Осмысление моды. Обзор ключевых теорий - стр. 58
Однако существует мнение (см.: Rose 2001; Pollock 2003), что методологические возможности психоанализа существенно ограниченны. Эта ограниченность отчасти обусловлена акцентом на сексуальности, который так важен для данной дисциплины. Из-за него в рамках психоанализа остается слишком мало свободного пространства для рассмотрения других проблем, связанных с человеческой субъективностью, – в частности, проблем расовой и классовой идентичности. Это побуждает многих исследователей культуры обращаться к трудам таких мыслителей, как Карл Маркс или Мишель Фуко (см. главы 1 и 10). Однако Гризельда Поллок вполне убедительно доказывает, что психоанализ как нельзя лучше подходит для изучения искусства и истории искусства.
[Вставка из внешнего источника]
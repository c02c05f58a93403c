//! PostgreSQL place repository implementation

use async_trait::async_trait;
use geovault_types::{PlaceId, UserId};
use sqlx::types::Json;
use sqlx::PgPool;

use crate::error::DbResult;
use crate::models::PlaceRow;
use crate::repo::{CreatePlace, PlaceRepository, PlaceUpdate};

/// PostgreSQL place repository
#[derive(Clone)]
pub struct PgPlaceRepository {
    pool: PgPool,
}

impl PgPlaceRepository {
    /// Create a new place repository
    pub fn new(pool: PgPool) -> Self {
        Self { pool }
    }
}

#[async_trait]
impl PlaceRepository for PgPlaceRepository {
    async fn create(&self, place: CreatePlace) -> DbResult<PlaceRow> {
        place.validate()?;

        let row = sqlx::query_as::<_, PlaceRow>(
            r#"
            INSERT INTO places (id, user_id, name, category, lat, lon, notes, tags, created_at)
            VALUES ($1, $2, $3, $4, $5, $6, $7, $8, NOW())
            RETURNING id, user_id, name, category, lat, lon, notes, tags, created_at
            "#,
        )
        .bind(place.id.as_str())
        .bind(place.user_id.0)
        .bind(&place.name)
        .bind(&place.category)
        .bind(place.lat)
        .bind(place.lon)
        .bind(&place.notes)
        .bind(place.tags.map(Json))
        .fetch_one(&self.pool)
        .await?;

        Ok(row)
    }

    async fn find_for_user(&self, user_id: UserId, id: &PlaceId) -> DbResult<Option<PlaceRow>> {
        let row = sqlx::query_as::<_, PlaceRow>(
            r#"
            SELECT id, user_id, name, category, lat, lon, notes, tags, created_at
            FROM places
            WHERE id = $1 AND user_id = $2
            "#,
        )
        .bind(id.as_str())
        .bind(user_id.0)
        .fetch_optional(&self.pool)
        .await?;

        Ok(row)
    }

    async fn list_for_user(&self, user_id: UserId) -> DbResult<Vec<PlaceRow>> {
        let rows = sqlx::query_as::<_, PlaceRow>(
            r#"
            SELECT id, user_id, name, category, lat, lon, notes, tags, created_at
            FROM places
            WHERE user_id = $1
            ORDER BY created_at DESC, id
            "#,
        )
        .bind(user_id.0)
        .fetch_all(&self.pool)
        .await?;

        Ok(rows)
    }

    async fn update_for_user(
        &self,
        user_id: UserId,
        id: &PlaceId,
        update: PlaceUpdate,
    ) -> DbResult<Option<PlaceRow>> {
        let row = sqlx::query_as::<_, PlaceRow>(
            r#"
            UPDATE places
            SET name = COALESCE($3, name),
                category = COALESCE($4, category),
                notes = COALESCE($5, notes),
                tags = COALESCE($6, tags)
            WHERE id = $1 AND user_id = $2
            RETURNING id, user_id, name, category, lat, lon, notes, tags, created_at
            "#,
        )
        .bind(id.as_str())
        .bind(user_id.0)
        .bind(&update.name)
        .bind(&update.category)
        .bind(&update.notes)
        .bind(update.tags.map(Json))
        .fetch_optional(&self.pool)
        .await?;

        Ok(row)
    }

    async fn delete_for_user(&self, user_id: UserId, id: &PlaceId) -> DbResult<bool> {
        let result = sqlx::query("DELETE FROM places WHERE id = $1 AND user_id = $2")
            .bind(id.as_str())
            .bind(user_id.0)
            .execute(&self.pool)
            .await?;

        Ok(result.rows_affected() > 0)
    }
}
А теоретикам, ставящим под сомнение его состоятельность как метода культурологического анализа, поскольку он не принимает в расчет жизненный опыт того, кто создает, и тех, кто потребляет культурный продукт (Rose 2001), Поллок отвечает, что для исследования искусства нет необходимости делать выбор между «социальным и психологическим, публичным и личным, историческим и семиотическим» (Pollock 2003: xxxvii). И эти аргументы в равной мере распространяются на любой культурный продукт, в том числе на моду.
В этой главе обсуждались способы, которыми авторы, занимающиеся исследованием моды и одежды, интегрируют в свою работу идеи психоанализа. И хочется надеяться, что тому, кто ее прочел, теперь ясно, что в исследованиях моды сложились две равные по силе тенденции: полагаться на концепции психоанализа или избегать их применения для объяснения сущности моды. В результате некоторые идеи и понятия психоанализа, такие как фетишизм, нашли свое место в теории моды, тогда как другие его аспекты, касающиеся глубоко личных переживаний индивида, не вписались в доминирующий в ней социокультурный подход. В последние годы исследователи склонны уделять больше внимания процессу производства, идее более демократичного распространения моды, а также переживаниям потребителей и их опыту, воплощенному в практиках одевания. Меж тем Элисон Банкрофт призывает нас вновь обратиться к от-кутюр: используя достаточно убедительные аргументы, этот автор рассматривает высокую моду как креативную практику, ценность которой не измеряется рыночной стоимостью товара. Работа Банкрофт настойчиво побуждает нас задуматься о том, что психоанализ может еще многое предложить теории моды и потенциально способен обновить преобладающие в настоящее время исследовательские парадигмы.
Если Банкрофт строит анализ моды исходя из идей Лакана, то С. Мовахеди и Г. Хомаюнпур (Movahedi & Homayounpour 2013), исследуя специфический предмет исламского гардероба – чадру, – обращаются за помощью к Фрейду. Оставив в стороне его труды о сексуальности, они сосредоточили внимание на том, что он описал как принцип навязчивого повторения, который действует в травмирующих ситуациях, когда человеку необходимо пережить и превозмочь некий болезненный опыт. Этот механизм рассмотрен в работе «По ту сторону принципа удовольствия» (Freud 2003), впервые опубликованной в 1922 году. В ней Фрейд описал поведение своего полуторагодовалого внука Эрнста, который, стараясь символически справиться с болезненным эмоциональным переживанием, возникавшим всякий раз, когда его родители куда-то уходили, играл в одну и ту же игру с катушкой хлопковых ниток, отбрасывая ее от себя, а затем подтягивая за кончик нитки обратно. Вооружившись концепцией навязчивого повторения, Мовахеди и Хомаюнпур рассматривают взаимосвязь между чадрой, женщинами, которые ее носят, и побуждающими их к этому патриархальными культурными традициями Ирана. Таким образом, практика ношения чадры представлена ими как воплощение идеологически спровоцированного психического конфликта – внутренней борьбы, через которую женщина проходит, чтобы сделать выбор: носить ли ей вещь, которая может восприниматься как символ самоуничижения и гендерной дискриминации, или отказаться от нее. Мовахеди и Хомаюнпур поясняют, что чадра может выполнять функции второй кожи, которая символически замещает «потерянное» тело матери. Ношение чадры, скрывающей женское тело и открывающей его взгляду, участвует в формировании и поддержании гендерной идентичности, поскольку женщина в чадре идентифицируется с собственной матерью и отдаляет от себя мужчину, выставляя преграду на его пути. Фрейд полагал, что, гоняя взад-вперед катушку, маленький Эрнст выражал через игру свои бессознательные желания. Мовахеди и Хомаюнпур находят новое применение идеям Фрейда для анализа традиционных форм одежды, что позволяет задуматься о том, как найденный этими авторами подход может быть приспособлен для исследования современной моды.